PROBLEM —
Write out exactly what each line says, starting with the first line below and ending on the one with "fn default_buffer_capacity() ->".

----- SUPPLIED RECORDS -----

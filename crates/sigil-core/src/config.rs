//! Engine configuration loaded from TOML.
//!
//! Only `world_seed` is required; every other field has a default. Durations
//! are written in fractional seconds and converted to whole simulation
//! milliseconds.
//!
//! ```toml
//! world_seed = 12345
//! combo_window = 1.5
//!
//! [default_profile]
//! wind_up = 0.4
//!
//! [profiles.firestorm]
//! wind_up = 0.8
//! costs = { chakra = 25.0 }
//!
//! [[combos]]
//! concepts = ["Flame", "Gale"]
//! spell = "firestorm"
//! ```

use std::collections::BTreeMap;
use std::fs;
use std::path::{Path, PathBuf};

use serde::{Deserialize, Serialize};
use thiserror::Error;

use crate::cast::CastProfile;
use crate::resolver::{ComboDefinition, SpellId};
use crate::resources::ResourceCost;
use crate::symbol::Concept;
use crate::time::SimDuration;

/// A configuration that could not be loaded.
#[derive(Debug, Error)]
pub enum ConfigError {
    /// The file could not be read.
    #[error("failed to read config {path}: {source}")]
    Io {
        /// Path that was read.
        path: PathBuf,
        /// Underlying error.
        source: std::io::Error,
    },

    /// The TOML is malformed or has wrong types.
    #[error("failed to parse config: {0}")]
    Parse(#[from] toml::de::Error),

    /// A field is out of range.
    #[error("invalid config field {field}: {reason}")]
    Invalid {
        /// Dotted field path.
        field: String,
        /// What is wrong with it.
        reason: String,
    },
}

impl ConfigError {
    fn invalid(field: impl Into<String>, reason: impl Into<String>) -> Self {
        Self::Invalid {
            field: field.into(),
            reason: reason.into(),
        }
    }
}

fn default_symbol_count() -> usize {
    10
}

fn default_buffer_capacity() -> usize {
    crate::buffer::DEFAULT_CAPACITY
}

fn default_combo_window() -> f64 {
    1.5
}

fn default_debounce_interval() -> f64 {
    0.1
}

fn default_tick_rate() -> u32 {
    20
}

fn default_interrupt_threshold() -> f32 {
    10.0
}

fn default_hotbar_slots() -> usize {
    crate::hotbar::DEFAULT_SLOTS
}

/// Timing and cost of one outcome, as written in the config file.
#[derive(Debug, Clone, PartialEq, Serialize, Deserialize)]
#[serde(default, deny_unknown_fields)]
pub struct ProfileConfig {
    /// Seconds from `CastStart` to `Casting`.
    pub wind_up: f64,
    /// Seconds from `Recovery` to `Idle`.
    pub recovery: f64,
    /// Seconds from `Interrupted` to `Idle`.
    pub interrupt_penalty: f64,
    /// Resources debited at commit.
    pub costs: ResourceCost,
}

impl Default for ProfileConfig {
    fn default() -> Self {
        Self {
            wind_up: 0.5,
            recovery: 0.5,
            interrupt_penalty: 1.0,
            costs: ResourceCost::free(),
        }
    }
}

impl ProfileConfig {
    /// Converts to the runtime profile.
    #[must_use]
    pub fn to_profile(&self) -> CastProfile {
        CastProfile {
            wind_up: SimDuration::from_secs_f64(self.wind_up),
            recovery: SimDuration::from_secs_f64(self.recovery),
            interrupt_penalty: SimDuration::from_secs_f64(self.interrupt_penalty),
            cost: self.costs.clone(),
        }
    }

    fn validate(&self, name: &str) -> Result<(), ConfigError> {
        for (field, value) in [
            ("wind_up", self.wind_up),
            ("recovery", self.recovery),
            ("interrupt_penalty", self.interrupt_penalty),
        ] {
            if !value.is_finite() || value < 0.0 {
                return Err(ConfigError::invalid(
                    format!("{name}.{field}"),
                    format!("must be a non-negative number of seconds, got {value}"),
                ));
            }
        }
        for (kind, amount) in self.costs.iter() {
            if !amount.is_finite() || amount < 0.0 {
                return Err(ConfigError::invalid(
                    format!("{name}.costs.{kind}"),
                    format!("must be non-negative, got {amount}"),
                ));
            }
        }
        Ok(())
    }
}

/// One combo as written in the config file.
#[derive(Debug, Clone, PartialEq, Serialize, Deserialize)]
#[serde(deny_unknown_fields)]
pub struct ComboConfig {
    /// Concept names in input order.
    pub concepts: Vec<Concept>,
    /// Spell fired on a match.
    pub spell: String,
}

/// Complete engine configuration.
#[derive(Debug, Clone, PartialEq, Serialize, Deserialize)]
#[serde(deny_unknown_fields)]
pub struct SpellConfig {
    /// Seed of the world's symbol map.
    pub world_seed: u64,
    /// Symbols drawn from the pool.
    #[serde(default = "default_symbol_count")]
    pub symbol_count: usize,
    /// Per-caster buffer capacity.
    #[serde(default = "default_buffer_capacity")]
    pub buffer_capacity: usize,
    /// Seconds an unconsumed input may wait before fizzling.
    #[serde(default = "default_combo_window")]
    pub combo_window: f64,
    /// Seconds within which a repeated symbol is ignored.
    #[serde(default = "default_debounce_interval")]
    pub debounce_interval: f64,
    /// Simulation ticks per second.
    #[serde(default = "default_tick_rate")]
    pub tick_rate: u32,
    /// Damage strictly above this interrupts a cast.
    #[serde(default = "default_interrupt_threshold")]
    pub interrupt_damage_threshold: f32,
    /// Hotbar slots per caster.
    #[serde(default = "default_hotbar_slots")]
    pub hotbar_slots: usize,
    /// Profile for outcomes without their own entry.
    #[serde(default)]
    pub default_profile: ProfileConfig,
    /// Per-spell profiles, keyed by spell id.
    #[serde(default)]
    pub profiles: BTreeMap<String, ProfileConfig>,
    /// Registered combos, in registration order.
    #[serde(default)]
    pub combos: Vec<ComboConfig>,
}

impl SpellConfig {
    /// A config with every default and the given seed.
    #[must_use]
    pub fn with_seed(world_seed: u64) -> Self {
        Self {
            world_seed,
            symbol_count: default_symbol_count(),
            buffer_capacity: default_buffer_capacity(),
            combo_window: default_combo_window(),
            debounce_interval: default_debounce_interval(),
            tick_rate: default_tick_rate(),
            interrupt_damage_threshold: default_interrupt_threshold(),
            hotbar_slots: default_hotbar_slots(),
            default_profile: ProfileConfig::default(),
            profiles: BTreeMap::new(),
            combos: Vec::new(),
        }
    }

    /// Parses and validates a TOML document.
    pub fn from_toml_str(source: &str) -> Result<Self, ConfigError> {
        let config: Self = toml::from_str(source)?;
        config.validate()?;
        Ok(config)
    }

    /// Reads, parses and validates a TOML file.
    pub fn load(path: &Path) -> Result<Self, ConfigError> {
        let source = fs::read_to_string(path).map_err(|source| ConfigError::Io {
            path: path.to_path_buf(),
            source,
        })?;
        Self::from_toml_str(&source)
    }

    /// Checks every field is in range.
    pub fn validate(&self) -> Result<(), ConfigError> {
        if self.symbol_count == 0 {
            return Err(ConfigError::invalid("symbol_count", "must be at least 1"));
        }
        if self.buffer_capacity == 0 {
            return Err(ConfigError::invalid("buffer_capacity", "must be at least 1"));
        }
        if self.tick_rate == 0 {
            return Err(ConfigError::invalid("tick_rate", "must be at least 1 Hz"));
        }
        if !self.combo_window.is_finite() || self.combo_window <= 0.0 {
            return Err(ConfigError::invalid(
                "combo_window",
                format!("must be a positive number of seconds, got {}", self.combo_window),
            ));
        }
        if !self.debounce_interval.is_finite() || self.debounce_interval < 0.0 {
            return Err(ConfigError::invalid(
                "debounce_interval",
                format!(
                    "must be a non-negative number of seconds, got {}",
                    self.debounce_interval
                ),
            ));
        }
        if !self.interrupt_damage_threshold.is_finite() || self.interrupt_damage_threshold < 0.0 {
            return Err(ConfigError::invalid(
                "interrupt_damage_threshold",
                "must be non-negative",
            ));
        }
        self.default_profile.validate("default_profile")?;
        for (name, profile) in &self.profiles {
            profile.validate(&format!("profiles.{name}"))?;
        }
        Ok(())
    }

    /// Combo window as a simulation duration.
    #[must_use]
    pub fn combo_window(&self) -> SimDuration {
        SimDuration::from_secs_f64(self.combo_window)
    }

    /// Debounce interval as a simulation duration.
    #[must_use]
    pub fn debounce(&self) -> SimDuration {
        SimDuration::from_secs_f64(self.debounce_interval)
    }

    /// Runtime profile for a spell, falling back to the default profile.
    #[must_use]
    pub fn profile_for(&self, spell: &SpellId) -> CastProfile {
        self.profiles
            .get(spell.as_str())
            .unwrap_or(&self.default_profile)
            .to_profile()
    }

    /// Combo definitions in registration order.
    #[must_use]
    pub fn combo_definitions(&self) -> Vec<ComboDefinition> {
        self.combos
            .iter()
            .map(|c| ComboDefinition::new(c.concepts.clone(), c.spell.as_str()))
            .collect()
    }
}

-----

OUTPUT —
filename crates/sigil-core/src/config.rs
//! Engine configuration loaded from TOML.
//!
//! Only `world_seed` is required; every other field has a default. Durations
//! are written in fractional seconds and converted to whole simulation
//! milliseconds.
//!
//! ```toml
//! world_seed = 12345
//! combo_window = 1.5
//!
//! [default_profile]
//! wind_up = 0.4
//!
//! [profiles.firestorm]
//! wind_up = 0.8
//! costs = { chakra = 25.0 }
//!
//! [[combos]]
//! concepts = ["Flame", "Gale"]
//! spell = "firestorm"
//! ```

use std::collections::BTreeMap;
use std::fs;
use std::path::{Path, PathBuf};

use serde::{Deserialize, Serialize};
use thiserror::Error;

use crate::cast::CastProfile;
use crate::resolver::{ComboDefinition, SpellId};
use crate::resources::ResourceCost;
use crate::symbol::Concept;
use crate::time::SimDuration;

/// A configuration that could not be loaded.
#[derive(Debug, Error)]
pub enum ConfigError {
    /// The file could not be read.
    #[error("failed to read config {path}: {source}")]
    Io {
        /// Path that was read.
        path: PathBuf,
        /// Underlying error.
        source: std::io::Error,
    },

    /// The TOML is malformed or has wrong types.
    #[error("failed to parse config: {0}")]
    Parse(#[from] toml::de::Error),

    /// A field is out of range.
    #[error("invalid config field {field}: {reason}")]
    Invalid {
        /// Dotted field path.
        field: String,
        /// What is wrong with it.
        reason: String,
    },
}

impl ConfigError {
    fn invalid(field: impl Into<String>, reason: impl Into<String>) -> Self {
        Self::Invalid {
            field: field.into(),
            reason: reason.into(),
        }
    }
}

fn default_symbol_count() -> usize {
    10
}

fn default_buffer_capacity() -> usize {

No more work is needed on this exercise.